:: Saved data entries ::
=== Begin Enclosure ===
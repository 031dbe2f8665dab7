use super::ConversationBackend;
use crate::config::ModelConfig;
use crate::sse::{SseDecoder, SseFrame};
use crate::stream::StreamEvent;
use async_trait::async_trait;
use futures_util::StreamExt;
use tavern_core::{ChatTurn, TavernError, TavernResult};
use tokio::sync::mpsc;
use tokio::task::JoinHandle;

/// OpenAI Assistants backend.
///
/// Each conversation is a server-side thread; runs execute the configured
/// assistant over the thread and stream back `thread.*` events.
pub struct AssistantsBackend {
    config: ModelConfig,
    http: reqwest::Client,
}

impl AssistantsBackend {
    pub fn new(config: ModelConfig) -> Self {
        Self {
            http: config.http_client(),
            config,
        }
    }

    fn request(&self, method: reqwest::Method, path: &str) -> reqwest::RequestBuilder {
        let url = format!("{}/v1{}", self.config.base_url(), path);
        self.http
            .request(method, url)
            .header("Authorization", format!("Bearer {}", self.config.api_key))
            .header("Content-Type", "application/json")
            .header("OpenAI-Beta", "assistants=v2")
    }

    async fn send_json(&self, request: reqwest::RequestBuilder) -> TavernResult<serde_json::Value> {
        let resp = request
            .timeout(self.config.request_timeout())
            .send()
            .await
            .map_err(|e| TavernError::Http(e.to_string()))?;

        let status = resp.status();
        let resp_body: serde_json::Value = resp
            .json()
            .await
            .map_err(|e| TavernError::Http(e.to_string()))?;

        if !status.is_success() {
            return Err(TavernError::Http(format!(
                "Assistants API error {status}: {resp_body}"
            )));
        }
        Ok(resp_body)
    }
}

#[async_trait]
impl ConversationBackend for AssistantsBackend {
    async fn open_conversation(&self) -> TavernResult<String> {
        let body = self
            .send_json(
                self.request(reqwest::Method::POST, "/threads")
                    .json(&serde_json::json!({})),
            )
            .await?;
        body["id"]
            .as_str()
            .map(str::to_string)
            .ok_or_else(|| TavernError::Generation("thread response has no id".into()))
    }

    async fn append_user_turn(&self, conversation: &str, content: &str) -> TavernResult<()> {
        self.send_json(
            self.request(
                reqwest::Method::POST,
                &format!("/threads/{conversation}/messages"),
            )
            .json(&serde_json::json!({
                "role": "user",
                "content": content
            })),
        )
        .await?;
        Ok(())
    }

    async fn run_stream(
        &self,
        conversation: &str,
        instructions: Option<&str>,
    ) -> TavernResult<(mpsc::Receiver<StreamEvent>, JoinHandle<TavernResult<String>>)> {
        let assistant_id = self.config.assistant_id.as_deref().ok_or_else(|| {
            TavernError::Config("assistant_id is required for the assistants provider".into())
        })?;

        let mut body = serde_json::json!({
            "assistant_id": assistant_id,
            "stream": true,
        });
        if let Some(extra) = instructions {
            body["additional_instructions"] = serde_json::json!(extra);
        }

        let resp = self
            .request(
                reqwest::Method::POST,
                &format!("/threads/{conversation}/runs"),
            )
            .json(&body)
            .send()
            .await
            .map_err(|e| TavernError::Http(e.to_string()))?;

        let status = resp.status();
        if !status.is_success() {
            let error_body = resp
                .text()
                .await
                .unwrap_or_else(|_| "unknown error".to_string());
            return Err(TavernError::Http(format!(
                "Assistants API error {status}: {error_body}"
            )));
        }

        let (tx, rx) = mpsc::channel::<StreamEvent>(256);
        let byte_stream = resp.bytes_stream();

        let handle = tokio::spawn(async move {
            let mut stream = byte_stream;
            let mut decoder = SseDecoder::new();
            let mut run = RunState::default();

            while let Some(chunk_result) = stream.next().await {
                let chunk = match chunk_result {
                    Ok(bytes) => bytes,
                    Err(e) => {
                        let message = format!("Stream read error: {e}");
                        let _ = tx
                            .send(StreamEvent::Error {
                                message: message.clone(),
                            })
                            .await;
                        return Err(TavernError::Http(message));
                    }
                };
                run.apply(&tx, decoder.push(&chunk)).await?;
            }
            run.apply(&tx, decoder.finish().into_iter().collect())
                .await?;

            Ok(run.completed.unwrap_or(run.streamed))
        });

        Ok((rx, handle))
    }

    async fn list_messages(&self, conversation: &str) -> TavernResult<Vec<ChatTurn>> {
        let body = self
            .send_json(self.request(
                reqwest::Method::GET,
                &format!("/threads/{conversation}/messages?order=asc&limit=100"),
            ))
            .await?;

        let turns = body["data"]
            .as_array()
            .map(|messages| {
                messages
                    .iter()
                    .map(|m| {
                        ChatTurn::new(
                            m["role"].as_str().unwrap_or("assistant"),
                            text_values(&m["content"]),
                        )
                    })
                    .collect()
            })
            .unwrap_or_default();
        Ok(turns)
    }

    async fn close_conversation(&self, conversation: &str) -> TavernResult<()> {
        self.send_json(self.request(
            reqwest::Method::DELETE,
            &format!("/threads/{conversation}"),
        ))
        .await?;
        Ok(())
    }
}

/// Accumulated view of one streamed run.
#[derive(Default)]
struct RunState {
    streamed: String,
    completed: Option<String>,
}

impl RunState {
    async fn apply(
        &mut self,
        tx: &mpsc::Sender<StreamEvent>,
        frames: Vec<SseFrame>,
    ) -> TavernResult<()> {
        for frame in frames {
            if frame.data == "[DONE]" {
                let _ = tx.send(StreamEvent::Done).await;
                continue;
            }
            let event = frame.event.as_deref().unwrap_or_default();
            let data: serde_json::Value = match serde_json::from_str(&frame.data) {
                Ok(v) => v,
                Err(_) => continue,
            };

            match event {
                "thread.message.delta" => {
                    let text = text_values(&data["delta"]["content"]);
                    if !text.is_empty() {
                        self.streamed.push_str(&text);
                        let _ = tx.send(StreamEvent::TextDelta { text }).await;
                    }
                }
                "thread.message.completed" => {
                    self.completed = Some(text_values(&data["content"]));
                }
                "thread.run.failed" | "thread.run.cancelled" | "thread.run.expired" => {
                    let message = data["last_error"]["message"]
                        .as_str()
                        .map(str::to_string)
                        .unwrap_or_else(|| event.to_string());
                    return Err(fail(tx, message).await);
                }
                "error" => {
                    let message = data["message"]
                        .as_str()
                        .or_else(|| data["error"]["message"].as_str())
                        .map(str::to_string)
                        .unwrap_or_else(|| data.to_string());
                    return Err(fail(tx, message).await);
                }
                _ => {}
            }
        }
        Ok(())
    }
}

async fn fail(tx: &mpsc::Sender<StreamEvent>, message: String) -> TavernError {
    let _ = tx
        .send(StreamEvent::Error {
            message: message.clone(),
        })
        .await;
    TavernError::Generation(message)
}

/// Concatenates the text parts of an Assistants `content` array.
fn text_values(content: &serde_json::Value) -> String {
    content
        .as_array()
        .map(|parts| {
            parts
                .iter()
                .filter_map(|part| part["text"]["value"].as_str())
                .collect::<String>()
        })
        .unwrap_or_default()
}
=== End Enclosure ===
:: What the task requires ::
Extract the data in full. Keep it word for word.

:: Response for this exercise ::
repository 031dbe2f8665dab7
use super::ConversationBackend;
use crate::config::ModelConfig;
use crate::sse::{SseDecoder, SseFrame};
use crate::stream::StreamEvent;
use async_trait::async_trait;
use futures_util::StreamExt;
use tavern_core::{ChatTurn, TavernError, TavernResult};
use tokio::sync::mpsc;
use tokio::task::JoinHandle;

/// OpenAI Assistants backend.
///
/// Each conversation is a server-side thread; runs execute the configured
/// assistant over the thread and stream back `thread.*` events.
pub struct AssistantsBackend {
    config: ModelConfig,
    http: reqwest::Client,
}

impl AssistantsBackend {
    pub fn new(config: ModelConfig) -> Self {
        Self {
            http: config.http_client(),
            config,
        }
    }

    fn request(&self, method: reqwest::Method, path: &str) -> reqwest::RequestBuilder {
        let url = format!("{}/v1{}", self.config.base_url(), path);
        self.http
            .request(method, url)
            .header("Authorization", format!("Bearer {}", self.config.api_key))
            .header("Content-Type", "application/json")
            .header("OpenAI-Beta", "assistants=v2")
    }

    async fn send_json(&self, request: reqwest::RequestBuilder) -> TavernResult<serde_json::Value> {
        let resp = request
            .timeout(self.config.request_timeout())
            .send()
            .await
            .map_err(|e| TavernError::Http(e.to_string()))?;

        let status = resp.status();
        let resp_body: serde_json::Value = resp
            .json()
            .await
            .map_err(|e| TavernError::Http(e.to_string()))?;

        if !status.is_success() {
            return Err(TavernError::Http(format!(
                "Assistants API error {status}: {resp_body}"
            )));
        }
        Ok(resp_body)
    }
}

#[async_trait]
impl ConversationBackend for AssistantsBackend {
    async fn open_conversation(&self) -> TavernResult<String> {
        let body = self
            .send_json(
                self.request(reqwest::Method::POST, "/threads")
                    .json(&serde_json::json!({})),
            )
            .await?;
        body["id"]
            .as_str()
            .map(str::to_string)
            .ok_or_else(|| TavernError::Generation("thread response has no id".into()))
    }

    async fn append_user_turn(&self, conversation: &str, content: &str) -> TavernResult<()> {
        self.send_json(
            self.request(
                reqwest::Method::POST,
                &format!("/threads/{conversation}/messages"),
            )
            .json(&serde_json::json!({
                "role": "user",
                "content": content
            })),
        )
        .await?;
        Ok(())
    }

    async fn run_stream(
        &self,
        conversation: &str,
        instructions: Option<&str>,
    ) -> TavernResult<(mpsc::Receiver<StreamEvent>, JoinHandle<TavernResult<String>>)> {
        let assistant_id = self.config.assistant_id.as_deref().ok_or_else(|| {
            TavernError::Config("assistant_id is required for the assistants provider".into())
        })?;

        let mut body = serde_json::json!({
            "assistant_id": assistant_id,
            "stream": true,
        });
        if let Some(extra) = instructions {
            body["additional_instructions"] = serde_json::json!(extra);
        }

        let resp = self
            .request(
                reqwest::Method::POST,
                &format!("/threads/{conversation}/runs"),
            )
            .json(&body)
            .send()
            .await
            .map_err(|e| TavernError::Http(e.to_string()))?;

        let status = resp.status();
        if !status.is_success() {
            let error_body = resp
                .text()
                .await
                .unwrap_or_else(|_| "unknown error".to_string());
            return Err(TavernError::Http(format!(
                "Assistants API error {status}: {error_body}"
            )));
        }

        let (tx, rx) = mpsc::channel::<StreamEvent>(256);
        let byte_stream = resp.bytes_stream();

        let handle = tokio::spawn(async move {
            let mut stream = byte_stream;
            let mut decoder = SseDecoder::new();
            let mut run = RunState::default();

            while let Some(chunk_result) = stream.next().await {
                let chunk = match chunk_result {
                    Ok(bytes) => bytes,
                    Err(e) => {
                        let message = format!("Stream read error: {e}");
                        let _ = tx
                            .send(StreamEvent::Error {
                                message: message.clone(),
                            })
                            .await;
                        return Err(TavernError::Http(message));
                    }
                };
                run.apply(&tx, decoder.push(&chunk)).await?;
            }
            run.apply(&tx, decoder.finish().into_iter().collect())
                .await?;

            Ok(run.completed.unwrap_or(run.streamed))
        });

        Ok((rx, handle))
    }

    async fn list_messages(&self, conversation: &str) -> TavernResult<Vec<ChatTurn>> {
        let body = self
            .send_json(self.request(
                reqwest::Method::GET,
                &format!("/threads/{conversation}/messages?order=asc&limit=100"),
            ))
            .await?;

        let turns = body["data"]
            .as_array()
            .map(|messages| {
                messages
                    .iter()
                    .map(|m| {
                        ChatTurn::new(
                            m["role"].as_str().unwrap_or("assistant"),
                            text_values(&m["content"]),
                        )
                    })
                    .collect()
            })
            .unwrap_or_default();
        Ok(turns)
    }

    async fn close_conversation(&self, conversation: &str) -> TavernResult<()> {
        self.send_json(self.request(
            reqwest::Method::DELETE,
            &format!("/threads/{conversation}"),
        ))
        .await?;
        Ok(())
    }
}

/// Accumulated view of one streamed run.
#[derive(Default)]
struct RunState {
    streamed: String,
    completed: Option<String>,
}

impl RunState {
    async fn apply(
        &mut self,
        tx: &mpsc::Sender<StreamEvent>,
        frames: Vec<SseFrame>,
    ) -> TavernResult<()> {
        for frame in frames {
            if frame.data == "[DONE]" {
                let _ = tx.send(StreamEvent::Done).await;
                continue;
            }
            let event = frame.event.as_deref().unwrap_or_default();
            let data: serde_json::Value = match serde_json::from_str(&frame.data) {
                Ok(v) => v,
                Err(_) => continue,
            };

            match event {
                "thread.message.delta" => {
                    let text = text_values(&data["delta"]["content"]);
                    if !text.is_empty() {
                        self.streamed.push_str(&text);
                        let _ = tx.send(StreamEvent::TextDelta { text }).await;
                    }
                }
                "thread.message.completed" => {
                    self.completed = Some(text_values(&data["content"]));
                }
                "thread.run.failed" | "thread.run.cancelled" | "thread.run.expired" => {
                    let message = data["last_error"]["message"]
                        .as_str()
                        .map(str::to_string)
                        .unwrap_or_else(|| event.to_string());
                    return Err(fail(tx, message).await);
                }
                "error" => {
                    let message = data["message"]
                        .as_str()
                        .or_else(|| data["error"]["message"].as_str())
                        .map(str::to_string)
                        .unwrap_or_else(|| data.to_string());
                    return Err(fail(tx, message).await);
                }
                _ => {}
            }
        }
        Ok(())
    }
}

async fn fail(tx: &mpsc::Sender<StreamEvent>, message: String) -> TavernError {
    let _ = tx
        .send(StreamEvent::Error {
            message: message.clone(),
        })
        .await;
    TavernError::Generation(message)
}

/// Concatenates the text parts of an Assistants `content` array.
fn text_values(content: &serde_json::Value) -> String {
    content
        .as_array()
        .map(|parts| {
            parts
                .iter()
                .filter_map(|part| part["text"]["value"].as_str())
                .collect::<String>()
        })
        .unwrap_or_default()
}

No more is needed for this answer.